La semaine dernière, deux puissants tremblements de terre ont dévasté des villes du sud-est de la Turquie et du nord-ouest de la Syrie, tuant des dizaines de milliers de personnes et laissant de nombreuses autres personnes dans le besoin d’abris et d’aide.

Firat, sa femme Ayten et leurs trois enfants ont réussi à fuir leur maison à temps avec seulement les vêtements qu’ils portaient. Mais leur propriété louée a été détruite et ils vivent maintenant avec environ 40 autres membres de la famille dans quatre tentes.

La toile de tente, les tapis et les couvertures des autorités constituent la seule isolation contre le froid à Adıyaman, où il est récemment tombé en dessous de zéro la nuit.
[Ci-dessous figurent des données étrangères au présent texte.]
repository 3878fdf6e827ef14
// SPDX-License-Identifier: MIT
// Copyright (c) 2026 Alfred Jean LLC

//! Sync run bookkeeping: why a run started and how it ended.

use chrono::{DateTime, Utc};
use serde::{Deserialize, Serialize};
use std::fmt;
use std::str::FromStr;

use crate::error::{Error, Result};

/// What caused a sync run to be requested.
#[derive(Debug, Clone, Copy, PartialEq, Eq, Hash, Serialize, Deserialize)]
#[serde(rename_all = "snake_case")]
pub enum SyncTrigger {
    /// Session start: catch up on changes made while the app was closed.
    Mount,
    /// Connectivity went from offline to online.
    Reconnect,
    /// Periodic safety-net check found unsynced local changes.
    Periodic,
    /// Explicit request from the user or a command.
    Manual,
}

impl SyncTrigger {
    /// Returns the string representation of the trigger.
    pub fn as_str(&self) -> &'static str {
        match self {
            SyncTrigger::Mount => "mount",
            SyncTrigger::Reconnect => "reconnect",
            SyncTrigger::Periodic => "periodic",
            SyncTrigger::Manual => "manual",
        }
    }
}

impl fmt::Display for SyncTrigger {
    fn fmt(&self, f: &mut fmt::Formatter<'_>) -> fmt::Result {
        write!(f, "{}", self.as_str())
    }
}

impl FromStr for SyncTrigger {
    type Err = Error;

    fn from_str(s: &str) -> Result<Self> {
        match s.to_lowercase().as_str() {
            "mount" => Ok(SyncTrigger::Mount),
            "reconnect" => Ok(SyncTrigger::Reconnect),
            "periodic" => Ok(SyncTrigger::Periodic),
            "manual" => Ok(SyncTrigger::Manual),
            _ => Err(Error::InvalidTrigger(s.to_string())),
        }
    }
}

/// Counts reported by one successful push/pull cycle.
#[derive(Debug, Clone, Copy, Default, PartialEq, Eq, Serialize, Deserialize)]
pub struct SyncReport {
    /// Local changes acknowledged by the remote.
    pub pushed: usize,
    /// Remote changes applied locally.
    pub pulled: usize,
}

impl SyncReport {
    /// Returns true if the cycle moved nothing in either direction.
    pub fn is_noop(&self) -> bool {
        self.pushed == 0 && self.pulled == 0
    }
}

/// How a sync run ended.
#[derive(Debug, Clone, PartialEq, Eq, Serialize, Deserialize)]
#[serde(tag = "status", rename_all = "snake_case")]
pub enum SyncOutcome {
    Success(SyncReport),
    Failure { error: String },
}

impl SyncOutcome {
    /// Creates a failure outcome from any displayable error.
    pub fn failure(error: impl fmt::Display) -> Self {
        SyncOutcome::Failure {
            error: error.to_string(),
        }
    }

    pub fn is_success(&self) -> bool {
        matches!(self, SyncOutcome::Success(_))
    }
}

/// Record of one completed sync run.
#[derive(Debug, Clone, PartialEq, Serialize, Deserialize)]
pub struct SyncRun {
    pub trigger: SyncTrigger,
    pub started_at: DateTime<Utc>,
    pub finished_at: DateTime<Utc>,
    pub outcome: SyncOutcome,
}

#[cfg(test)]
#[path = "sync_tests.rs"]
mod tests;
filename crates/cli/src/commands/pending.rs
// SPDX-License-Identifier: MIT
// Copyright (c) 2026 Alfred Jean LLC

use chrono::{DateTime, Utc};
use serde::Serialize;

use crate::cli::OutputFormat;
use crate::config::Config;
use crate::engine::LocalStore;
use crate::error::Result;

#[derive(Debug, Serialize)]
pub struct PendingChange {
    pub id: String,
    pub table: String,
    pub record_id: String,
    pub deleted: bool,
    pub updated_at: DateTime<Utc>,
}

/// Outbox summary.
#[derive(Debug, Serialize)]
pub struct PendingReport {
    pub pending: usize,
    pub unsynced: bool,
    pub changes: Vec<PendingChange>,
}

impl PendingReport {
    pub fn collect(store: &LocalStore) -> Result<Self> {
        let changes: Vec<PendingChange> = store
            .pending()?
            .into_iter()
            .map(|c| PendingChange {
                id: c.id,
                table: c.table,
                record_id: c.record_id,
                deleted: c.deleted,
                updated_at: c.updated_at,
            })
            .collect();
        Ok(PendingReport {
            pending: changes.len(),
            unsynced: !changes.is_empty(),
            changes,
        })
    }

    pub fn render(&self, output: OutputFormat) -> Result<String> {
        match output {
            OutputFormat::Text => {
                if self.changes.is_empty() {
                    return Ok("No pending changes.".to_string());
                }
                let noun = if self.pending == 1 { "change" } else { "changes" };
                let mut out = format!("{} {} pending:", self.pending, noun);
                for c in &self.changes {
                    let action = if c.deleted { " (delete)" } else { "" };
                    out.push_str(&format!(
                        "\n  {} {}/{}{}  {}",
                        c.id,
                        c.table,
                        c.record_id,
                        action,
                        c.updated_at.to_rfc3339()
                    ));
                }
                Ok(out)
            }
            OutputFormat::Json => Ok(serde_json::to_string_pretty(self)?),
        }
    }
}

pub fn run(config: &Config, output: OutputFormat) -> Result<()> {
    let store = LocalStore::open(&config.database_path())?;
    let report = PendingReport::collect(&store)?;
    println!("{}", report.render(output)?);
    Ok(())
}

#[cfg(test)]
#[path = "pending_tests.rs"]
mod tests;
// SPDX-License-Identifier: MIT
// Copyright (c) 2026 Alfred Jean LLC

//! SQLite-backed local store.
//!
//! Holds the current value of every record, the outbox of changes not yet
//! acknowledged by the remote, and the pull cursor.

use std::path::Path;
use std::sync::{Mutex, MutexGuard, PoisonError};

use chrono::{DateTime, Utc};
use rusqlite::{params, Connection, OptionalExtension, Transaction};

use cs_core::Change;

/// SQL schema for the local store.
pub const SCHEMA: &str = r#"
-- Current value of every known record
CREATE TABLE IF NOT EXISTS records (
    table_name TEXT NOT NULL,
    record_id TEXT NOT NULL,
    payload TEXT NOT NULL,
    deleted INTEGER NOT NULL DEFAULT 0,
    updated_at TEXT NOT NULL,
    change_id TEXT NOT NULL,
    PRIMARY KEY (table_name, record_id)
);

-- Local changes waiting for a push acknowledgement
CREATE TABLE IF NOT EXISTS outbox (
    seq INTEGER PRIMARY KEY AUTOINCREMENT,
    change_id TEXT NOT NULL UNIQUE,
    change_json TEXT NOT NULL,
    queued_at TEXT NOT NULL
);

-- Key/value sync bookkeeping (pull cursor)
CREATE TABLE IF NOT EXISTS sync_state (
    key TEXT PRIMARY KEY,
    value TEXT NOT NULL
);
"#;

const CURSOR_KEY: &str = "pull_cursor";

/// Errors from the local store.
#[derive(Debug, thiserror::Error)]
pub enum StoreError {
    #[error("database error: {0}")]
    Database(#[from] rusqlite::Error),

    #[error("io error: {0}")]
    Io(#[from] std::io::Error),

    #[error("json error: {0}")]
    Json(#[from] serde_json::Error),

    #[error("corrupted data: {0}")]
    CorruptedData(String),
}

pub type Result<T> = std::result::Result<T, StoreError>;

/// Parse an RFC3339 timestamp from the database.
fn parse_timestamp(value: &str, column: &str) -> rusqlite::Result<DateTime<Utc>> {
    DateTime::parse_from_rfc3339(value)
        .map(|dt| dt.with_timezone(&Utc))
        .map_err(|_| {
            rusqlite::Error::FromSqlConversionFailure(
                0,
                rusqlite::types::Type::Text,
                Box::new(StoreError::CorruptedData(format!(
                    "invalid timestamp '{value}' in column '{column}'"
                ))),
            )
        })
}

/// Parse a JSON column from the database.
fn parse_json<T: serde::de::DeserializeOwned>(value: &str, column: &str) -> rusqlite::Result<T> {
    serde_json::from_str(value).map_err(|e| {
        rusqlite::Error::FromSqlConversionFailure(
            0,
            rusqlite::types::Type::Text,
            Box::new(StoreError::CorruptedData(format!(
                "invalid json in column '{column}': {e}"
            ))),
        )
    })
}

/// Map a row to a Change.
///
/// Expected columns: change_id, table_name, record_id, payload, deleted, updated_at
fn row_to_change(row: &rusqlite::Row) -> rusqlite::Result<Change> {
    let payload: String = row.get(3)?;
    let updated_at: String = row.get(5)?;
    Ok(Change {
        id: row.get(0)?,
        table: row.get(1)?,
        record_id: row.get(2)?,
        payload: parse_json(&payload, "payload")?,
        deleted: row.get(4)?,
        updated_at: parse_timestamp(&updated_at, "updated_at")?,
    })
}

/// Local record store with an outbox of unpushed changes.
pub struct LocalStore {
    conn: Mutex<Connection>,
}

impl LocalStore {
    /// Open the store at `path`, creating the file and schema if needed.
    pub fn open(path: &Path) -> Result<Self> {
        if let Some(parent) = path.parent() {
            if !parent.as_os_str().is_empty() && !parent.exists() {
                std::fs::create_dir_all(parent)?;
            }
        }

        let conn = Connection::open(path)?;
        conn.execute_batch(
            "PRAGMA journal_mode = WAL;
             PRAGMA busy_timeout = 5000;",
        )?;
        Self::from_connection(conn)
    }

    /// Open a private in-memory store.
    pub fn open_in_memory() -> Result<Self> {
        Self::from_connection(Connection::open_in_memory()?)
    }

    fn from_connection(conn: Connection) -> Result<Self> {
        conn.execute_batch(SCHEMA)?;
        Ok(LocalStore {
            conn: Mutex::new(conn),
        })
    }

    fn conn(&self) -> MutexGuard<'_, Connection> {
        self.conn.lock().unwrap_or_else(PoisonError::into_inner)
    }

    /// Apply a local mutation and queue it for the next push.
    ///
    /// Both writes happen in one transaction.
    pub fn record_change(&self, change: &Change) -> Result<()> {
        let mut conn = self.conn();
        let tx = conn.transaction()?;
        write_if_newer(&tx, change)?;
        tx.execute(
            "INSERT OR IGNORE INTO outbox (change_id, change_json, queued_at)
             VALUES (?1, ?2, ?3)",
            params![
                change.id,
                serde_json::to_string(change)?,
                Utc::now().to_rfc3339()
            ],
        )?;
        tx.commit()?;
        Ok(())
    }

    /// Queued changes in the order they were made.
    pub fn pending(&self) -> Result<Vec<Change>> {
        let conn = self.conn();
        let mut stmt = conn.prepare("SELECT change_json FROM outbox ORDER BY seq")?;
        let changes = stmt
            .query_map([], |row| {
                let json: String = row.get(0)?;
                parse_json::<Change>(&json, "change_json")
            })?
            .collect::<rusqlite::Result<Vec<_>>>()?;
        Ok(changes)
    }

    /// Number of queued changes.
    pub fn pending_count(&self) -> Result<usize> {
        let count: i64 = self
            .conn()
            .query_row("SELECT COUNT(*) FROM outbox", [], |row| row.get(0))?;
        Ok(usize::try_from(count).unwrap_or(0))
    }

    /// Remove acknowledged changes from the outbox.
    ///
    /// Unknown ids are ignored. Returns how many rows were removed.
    pub fn acknowledge(&self, change_ids: &[String]) -> Result<usize> {
        let mut conn = self.conn();
        let tx = conn.transaction()?;
        let mut removed = 0;
        for id in change_ids {
            removed += tx.execute("DELETE FROM outbox WHERE change_id = ?1", [id])?;
        }
        tx.commit()?;
        Ok(removed)
    }

    /// Apply changes pulled from the remote, last writer wins.
    ///
    /// Returns how many changes replaced the local value.
    pub fn apply_remote(&self, changes: &[Change]) -> Result<usize> {
        let mut conn = self.conn();
        let tx = conn.transaction()?;
        let mut applied = 0;
        for change in changes {
            if write_if_newer(&tx, change)? {
                applied += 1;
            }
        }
        tx.commit()?;
        Ok(applied)
    }

    /// Current value of a record, including tombstones.
    pub fn record(&self, table: &str, record_id: &str) -> Result<Option<Change>> {
        let conn = self.conn();
        Ok(current(&conn, table, record_id)?)
    }

    /// Server cursor of the last completed pull (0 before the first one).
    pub fn cursor(&self) -> Result<u64> {
        let value: Option<String> = self
            .conn()
            .query_row(
                "SELECT value FROM sync_state WHERE key = ?1",
                [CURSOR_KEY],
                |row| row.get(0),
            )
            .optional()?;
        match value {
            None => Ok(0),
            Some(v) => v
                .parse()
                .map_err(|_| StoreError::CorruptedData(format!("invalid cursor '{v}'"))),
        }
    }

    pub fn set_cursor(&self, cursor: u64) -> Result<()> {
        self.conn().execute(
            "INSERT INTO sync_state (key, value) VALUES (?1, ?2)
             ON CONFLICT(key) DO UPDATE SET value = excluded.value",
            params![CURSOR_KEY, cursor.to_string()],
        )?;
        Ok(())
    }
}

fn current(conn: &Connection, table: &str, record_id: &str) -> rusqlite::Result<Option<Change>> {
    conn.query_row(
        "SELECT change_id, table_name, record_id, payload, deleted, updated_at
         FROM records WHERE table_name = ?1 AND record_id = ?2",
        params![table, record_id],
        row_to_change,
    )
    .optional()
}

/// Write `change` unless the stored value supersedes it. Returns true if written.
fn write_if_newer(tx: &Transaction<'_>, change: &Change) -> Result<bool> {
    if let Some(existing) = current(tx, &change.table, &change.record_id)? {
        if !change.supersedes(&existing) {
            return Ok(false);
        }
    }
    tx.execute(
        "INSERT INTO records (table_name, record_id, payload, deleted, updated_at, change_id)
         VALUES (?1, ?2, ?3, ?4, ?5, ?6)
         ON CONFLICT(table_name, record_id) DO UPDATE SET
             payload = excluded.payload,
             deleted = excluded.deleted,
             updated_at = excluded.updated_at,
             change_id = excluded.change_id",
        params![
            change.table,
            change.record_id,
            change.payload.to_string(),
            change.deleted,
            change.updated_at.to_rfc3339(),
            change.id
        ],
    )?;
    Ok(true)
}

#[cfg(test)]
#[path = "store_tests.rs"]
mod tests;
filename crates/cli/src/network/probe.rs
// SPDX-License-Identifier: MIT
// Copyright (c) 2026 Alfred Jean LLC

//! Connectivity monitor backed by active probes.
//!
//! Link state comes from a TCP connect to `probe_addr`; internet
//! reachability from resolving `reachability_host`. A background task polls
//! both on a fixed interval and notifies listeners when the result changes.

use std::net::SocketAddr;
use std::sync::{Arc, Mutex, PoisonError};
use std::time::Duration;

use futures_util::future::BoxFuture;
use tokio::net::{lookup_host, TcpStream};
use tokio::time::{timeout, MissedTickBehavior};
use tokio_util::sync::CancellationToken;

use cs_core::ConnectivityState;

use super::{MonitorError, NetworkMonitor};
use crate::subscription::{Listener, ListenerSet, Subscription};

/// Configuration for [`ProbeMonitor`].
#[derive(Debug, Clone)]
pub struct ProbeConfig {
    /// IP:port to open a TCP connection to.
    pub probe_addr: String,
    /// host:port resolved through DNS to decide internet reachability.
    pub reachability_host: String,
    /// How often the background task probes.
    pub poll_interval: Duration,
    /// Upper bound for each individual probe.
    pub probe_timeout: Duration,
}

impl Default for ProbeConfig {
    fn default() -> Self {
        ProbeConfig {
            probe_addr: "1.1.1.1:53".to_string(),
            reachability_host: "example.com:443".to_string(),
            poll_interval: Duration::from_secs(5),
            probe_timeout: Duration::from_secs(3),
        }
    }
}

/// Probe-driven [`NetworkMonitor`].
pub struct ProbeMonitor {
    config: ProbeConfig,
    listeners: ListenerSet<ConnectivityState>,
    last: Mutex<Option<ConnectivityState>>,
    cancel: CancellationToken,
}

impl ProbeMonitor {
    pub fn new(config: ProbeConfig) -> Self {
        ProbeMonitor {
            config,
            listeners: ListenerSet::new(),
            last: Mutex::new(None),
            cancel: CancellationToken::new(),
        }
    }

    /// Start the background polling task.
    ///
    /// Must be called from within a tokio runtime. The task runs until
    /// [`ProbeMonitor::stop`] is called or the monitor is dropped.
    pub fn spawn(self: &Arc<Self>) {
        let monitor = Arc::downgrade(self);
        let cancel = self.cancel.clone();
        let period = self.config.poll_interval;

        tokio::spawn(async move {
            let mut ticker = tokio::time::interval(period);
            ticker.set_missed_tick_behavior(MissedTickBehavior::Delay);
            loop {
                tokio::select! {
                    _ = cancel.cancelled() => break,
                    _ = ticker.tick() => {}
                }
                let Some(monitor) = monitor.upgrade() else {
                    break;
                };
                match monitor.probe().await {
                    Ok(state) => monitor.publish(state),
                    Err(e) => tracing::warn!("connectivity poll failed: {}", e),
                }
            }
            tracing::debug!("connectivity polling stopped");
        });
    }

    /// Stop the background polling task.
    pub fn stop(&self) {
        self.cancel.cancel();
    }

    /// Run one probe of link state and reachability.
    pub async fn probe(&self) -> Result<ConnectivityState, MonitorError> {
        let addr: SocketAddr = self
            .config
            .probe_addr
            .parse()
            .map_err(|_| MonitorError::InvalidAddress(self.config.probe_addr.clone()))?;

        let is_connected = match timeout(self.config.probe_timeout, TcpStream::connect(addr)).await
        {
            Ok(Ok(_stream)) => true,
            Ok(Err(e)) => {
                tracing::debug!("link probe to {} failed: {}", addr, e);
                false
            }
            Err(_) => false,
        };

        if !is_connected {
            return Ok(ConnectivityState::offline());
        }

        let host = self.config.reachability_host.as_str();
        let reachable = match timeout(self.config.probe_timeout, lookup_host(host)).await {
            Ok(Ok(mut addrs)) => Some(addrs.next().is_some()),
            Ok(Err(e)) => {
                tracing::debug!("reachability lookup of {} failed: {}", host, e);
                Some(false)
            }
            // Slow DNS is not proof of anything either way
            Err(_) => None,
        };

        Ok(ConnectivityState::new(true, reachable))
    }

    /// Record a probe result and notify listeners if it changed.
    fn publish(&self, state: ConnectivityState) {
        let changed = {
            let mut last = self.last.lock().unwrap_or_else(PoisonError::into_inner);
            let changed = *last != Some(state);
            *last = Some(state);
            changed
        };
        if changed {
            tracing::info!("connectivity changed: {}", state);
            self.listeners.emit(state);
        }
    }
}

impl NetworkMonitor for ProbeMonitor {
    fn subscribe(&self, listener: Listener<ConnectivityState>) -> Subscription {
        self.listeners.subscribe(listener)
    }

    fn current_state(&self) -> BoxFuture<'_, Result<ConnectivityState, MonitorError>> {
        let limit = self.config.probe_timeout * 2;
        Box::pin(async move {
            timeout(limit, self.probe())
                .await
                .map_err(|_| MonitorError::Timeout(limit))?
        })
    }
}

impl Drop for ProbeMonitor {
    fn drop(&mut self) {
        self.cancel.cancel();
    }
}

#[cfg(test)]
#[path = "probe_tests.rs"]
mod tests;
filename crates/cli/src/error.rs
// SPDX-License-Identifier: MIT
// Copyright (c) 2026 Alfred Jean LLC

use thiserror::Error;

use crate::engine::{EngineError, StoreError};
use crate::network::MonitorError;

/// All possible errors that can occur in the chatsync library.
///
/// Errors provide user-friendly messages with hints for common issues.
#[derive(Debug, Error)]
pub enum Error {
    #[error("config error: {0}")]
    Config(String),

    #[error("config file not found: {0}\n  hint: omit --config to use defaults")]
    ConfigNotFound(String),

    #[error("invalid remote URL '{0}'\n  hint: must start with ws:// or wss://")]
    InvalidRemoteUrl(String),

    #[error("{field} must be greater than zero")]
    ZeroDuration { field: &'static str },

    #[error("another session is already running for {0}\n  hint: stop the other 'chatsync run' first")]
    SessionLocked(String),

    #[error("invalid payload: {0}\n  hint: payload must be a JSON value, e.g. '{{\"body\":\"hi\"}}'")]
    InvalidPayload(String),

    #[error("{field} cannot be empty")]
    FieldEmpty { field: &'static str },

    #[error("sync failed: {0}")]
    SyncFailed(String),

    #[error("coordinator is stopped")]
    Stopped,

    #[error(transparent)]
    Core(#[from] cs_core::Error),

    #[error(transparent)]
    Store(#[from] StoreError),

    #[error(transparent)]
    Engine(#[from] EngineError),

    #[error(transparent)]
    Monitor(#[from] MonitorError),

    #[error("io error: {0}")]
    Io(#[from] std::io::Error),

    #[error("json error: {0}")]
    Json(#[from] serde_json::Error),
}

/// A specialized Result type for chatsync operations.
pub type Result<T> = std::result::Result<T, Error>;

#[cfg(test)]
#[path = "error_tests.rs"]
mod tests;
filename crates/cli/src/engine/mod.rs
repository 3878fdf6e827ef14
// SPDX-License-Identifier: MIT
// Copyright (c) 2026 Alfred Jean LLC

//! The sync engine seam and its SQLite/WebSocket implementation.
//!
//! The coordinator decides *when* to sync; an engine decides *how*. Only the
//! engine touches local rows during a sync.

mod remote;
mod store;

use futures_util::future::BoxFuture;

use cs_core::SyncReport;

use crate::transport::TransportError;

pub use remote::RemoteSyncEngine;
pub use store::{LocalStore, StoreError};

/// Errors from a sync attempt.
#[derive(Debug, thiserror::Error)]
pub enum EngineError {
    #[error(transparent)]
    Transport(#[from] TransportError),

    #[error(transparent)]
    Store(#[from] StoreError),

    #[error("timed out waiting for {waiting_for} after {after_ms}ms")]
    Timeout {
        waiting_for: &'static str,
        after_ms: u64,
    },

    #[error("server rejected sync: {0}")]
    Rejected(String),

    #[error("connection closed by server")]
    ConnectionClosed,
}

impl EngineError {
    /// Returns true if the connection can no longer be trusted.
    pub fn breaks_connection(&self) -> bool {
        matches!(
            self,
            EngineError::Transport(_) | EngineError::Timeout { .. } | EngineError::ConnectionClosed
        )
    }
}

/// Push/pull synchronization between the local store and the remote.
pub trait SyncEngine: Send + Sync {
    /// Push local changes, then pull remote ones. A cycle with nothing to
    /// move succeeds with an empty report.
    fn sync(&self) -> BoxFuture<'_, Result<SyncReport, EngineError>>;

    /// Whether any local change is still waiting to be pushed.
    ///
    /// Must not modify anything.
    fn has_unsynced_changes(&self) -> BoxFuture<'_, Result<bool, EngineError>>;
}

#[cfg(test)]
#[path = "mod_tests.rs"]
mod tests;
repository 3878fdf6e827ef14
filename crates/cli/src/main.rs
// SPDX-License-Identifier: MIT
// Copyright (c) 2026 Alfred Jean LLC

#![deny(unsafe_code)]
#![deny(clippy::unwrap_used)]
#![deny(clippy::expect_used)]

use chatsync::Cli;
use clap::Parser;

fn main() {
    let cli = Cli::parse();
    if let Err(e) = chatsync::run(cli) {
        eprintln!("error: {}", e);
        std::process::exit(1);
    }
}
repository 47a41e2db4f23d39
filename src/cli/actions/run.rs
use crate::cli::actions::{server, Action};
use anyhow::Result;

/// Execute the provided action.
// This is the single dispatch point for all CLI actions.
// To add a new action, add a new `Action::*` variant and a corresponding `*_::execute` call here.
/// # Errors
/// Returns an error if the action fails.
pub async fn execute(action: Action) -> Result<()> {
    match action {
        Action::Server(args) => server::execute(args).await,
    }
}
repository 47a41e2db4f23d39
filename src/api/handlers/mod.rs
//! Route handlers for the auth API.

pub mod auth;
pub mod health;

use regex::Regex;

/// Lightweight email sanity check used by auth handlers before persisting data.
#[must_use]
pub fn valid_email(email: &str) -> bool {
    Regex::new(r"^[^@\s]+@[^@\s]+\.[^@\s]+$").is_ok_and(|re| re.is_match(email))
}

#[cfg(test)]
mod tests {
    use super::*;

    #[test]
    fn valid_email_accepts_simple() {
        assert!(valid_email("officer@parkwise.app"));
    }

    #[test]
    fn valid_email_rejects_missing_at() {
        assert!(!valid_email("officer.parkwise.app"));
    }

    #[test]
    fn valid_email_rejects_missing_tld() {
        assert!(!valid_email("officer@parkwise"));
    }
}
La famille possède un poêle à bois, mais le vent renvoie souvent de la fumée dans la tente, et lorsqu’ils éteignent le feu, les enfants tombent malades. Ils craignent les voleurs et ont entendu des histoires de personnes kidnappant des enfants, alors un membre de la famille reste éveillé toute la nuit pour surveiller.

« Nos enfants sont terrifiés – tout leur fait peur », a déclaré Ayten. « Ils ne veulent pas être hors de notre vue. »

La tour de l’horloge d’Adiyaman figée dans le temps [Patrick Keddie/Al Jazeera]

Au centre d’Adiyaman, une tour de l’horloge est gelée à 4 h 17, lorsque le tremblement de terre initial de magnitude 7,8 a frappé le 6 février. Quelques heures plus tard, un tremblement de terre de magnitude 7,6 a aggravé le carnage.

L’aide des autorités n’est parvenue à Adıyaman que le troisième jour, les communications avec la ville de quelque 300 000 personnes étant coupées et de nombreuses routes endommagées ou difficiles à emprunter en raison de la neige et des fortes pluies.

Dans les premiers jours de la catastrophe, alors que la morgue était pleine et que les routes étaient bloquées, des corps gisaient dans les rues couverts de couvertures. Les familles ont été enterrées dans la même tombe en raison de l’espace limité et il n’y avait pas assez de linceuls funéraires blancs.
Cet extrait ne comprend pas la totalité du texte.